16) Pas une affaire de « pédagogie » ou de « communication » !

J'entends aussi dire, parfois, que la démocratie participative doit se borner à une « pédagogie » des élus à destination des électeurs. Mais cela se saurait si les dysfonctionnements actuels de notre démocratie se limitaient à un banal problème de « communication » ou de « pédagogie » !

Cette conception verticale, paternaliste, d'une parole qui circule à sens unique : de ceux qui savent (élus, experts) à ceux réputés ne pas savoir ou ne pas comprendre (citoyens, usagers), cette conception-là est totalement dépassée.

Tout comme ce véritable déni de citoyenneté : l'oubli par le gouvernement des « actions de groupes » (class actions) qui permettraient aux consommateurs d'agir ensemble, par exemple, contre l'hégémonie des grands distributeurs, fortement responsable de la dégradation actuelle du pouvoir d'achat des Français.
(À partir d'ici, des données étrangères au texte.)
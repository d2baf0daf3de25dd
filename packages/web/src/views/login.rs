//! Login page view with username/password form.

use dioxus::prelude::*;
use ui::components::Notice;
use ui::forms::{FormPhase, LoginForm};
use ui::{show_flash, use_api, use_flash, use_session, Flash};

use crate::Route;

/// Login page component.
#[component]
pub fn Login() -> Element {
    let api = use_api();
    let session = use_session();
    let nav = use_navigator();
    let mut flash = use_flash();
    let mut form = use_signal(LoginForm::default);
    let mut phase = use_signal(FormPhase::default);

    let handle_login = move |evt: FormEvent| {
        evt.prevent_default();
        if phase.peek().is_submitting() {
            return;
        }
        let api = api.clone();
        let current = form();
        phase.set(FormPhase::Submitting);
        spawn(async move {
            let result = current.submit(&api).await;
            phase.set(FormPhase::settle(&result));
            if let Ok(signed_in) = result {
                session.login(signed_in.tokens, signed_in.user);
                show_flash(&mut flash, Flash::success("Login successful!"));
                nav.push(Route::Profile {});
            }
        });
    };

    rsx! {
        div {
            class: "form-page",
            h1 { "Log in" }

            form {
                class: "form",
                onsubmit: handle_login,

                if let Some(err) = phase().error() {
                    Notice { message: err.to_string() }
                }

                input {
                    class: "input",
                    r#type: "text",
                    placeholder: "Username",
                    autocomplete: "username",
                    value: form().username,
                    oninput: move |evt: FormEvent| form.write().username = evt.value(),
                }
                input {
                    class: "input",
                    r#type: "password",
                    placeholder: "Password",
                    autocomplete: "current-password",
                    value: form().password,
                    oninput: move |evt: FormEvent| form.write().password = evt.value(),
                }
                button {
                    class: "btn btn-primary",
                    r#type: "submit",
                    disabled: phase().is_submitting(),
                    if phase().is_submitting() { "Logging in..." } else { "Log in" }
                }
            }

            p {
                class: "form-footer",
                "No account yet? "
                Link { to: Route::Register {}, "Register" }
            }
        }
    }
}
C'est aussi cela, pour moi, une démocratie plus participative et des contre-pouvoirs utiles.

De plus en plus instruits, de plus en plus informés, de plus en plus attentifs à leurs droits, les citoyens supportent de moins en moins d'être exclus du jeu.

Voilà pourquoi le pouvoir ne peut plus s'exercer comme avant et c'est, au fond, une excellente nouvelle.

17) Des règles formalisées pour un contrat participatif loyal

Pour ne pas être un leurre ou une promesse mal tenue, la participation citoyenne suppose quelques règles du jeu claires et formalisées car elles sont la base d'un engagement réciproque, d'un contrat participatif loyal. Les procédures n'ont pas besoin d'être sophistiquées à l'extrême car je crois qu'en matière de démocratie participative, le mieux, s'il débouche sur des usines à gaz, devient vite l'ennemi du bien. Elles doivent garantir que les conditions de la délibération citoyenne ne sont pas biaisées, instrumentalisées, manipulées car, comme l'a écrit Bernard Manin, « la décision légitime n'est pas la volonté de tous mais celle qui résulte de la délibération de tous ». Cela suppose une information contradictoire, l'égalité de traitement des participants et, en contre-partie de leur engagement, le pouvoir d'influer effectivement sur tout ou partie de la décision.

Telles sont, à mes yeux, quelques conditions à respecter, ce qui, je vous l'accorde, n'épuise pas la question du : comment faire ?

Mais vous allez, là-dessus, nous éclairer.

18) Des nos Rencontres annuelles à quelques coopérations européennes

Ces Rencontres annuelles, ce sont aussi des amitiés et des complicités qui débouchent sur des coopérations au long cours. Je pense aux projets européens qui associent aujourd'hui le Poitou- Charentes, la Catalogne et la Toscane.

Je pense en particulier à celui qui nous permettra d'organiser, en novembre prochain, une Assemblée participative électronique qui se déroulera simultanément dans nos trois Régions sur le thème du changement climatique.

Je pense aussi au Réseau Européen pour la Démocratie participative dont avons jeté ensemble les fondations pour mettre en commun les bonnes pratiques et favoriser la construction d'un savoir commun accessible à tous.

Merci à toutes et à tous, encore une fois, d'avoir fait le voyage jusqu'à notre Maison de la Région.

Merci aux étudiants de Sciences Po Poitiers pour leur mobilisation.

Je ne pourrai pas rester avec vous toute cette journée car je dois retourner auprès des pêcheurs qui, dans le port de La Rochelle, protestent contre l'envol du prix du carburant qu'ils subissent de plein fouet.

Je vous laisse mon équipe d'ardents promoteurs de la démocratie participative : ils me rendront compte de vos échanges car ils savent le prix que j'y attache et tout le parti que nous en tirons pour l'action que nous menons en Poitou-Charentes.
Je vous remercie et vous souhaitent d'excellents travaux.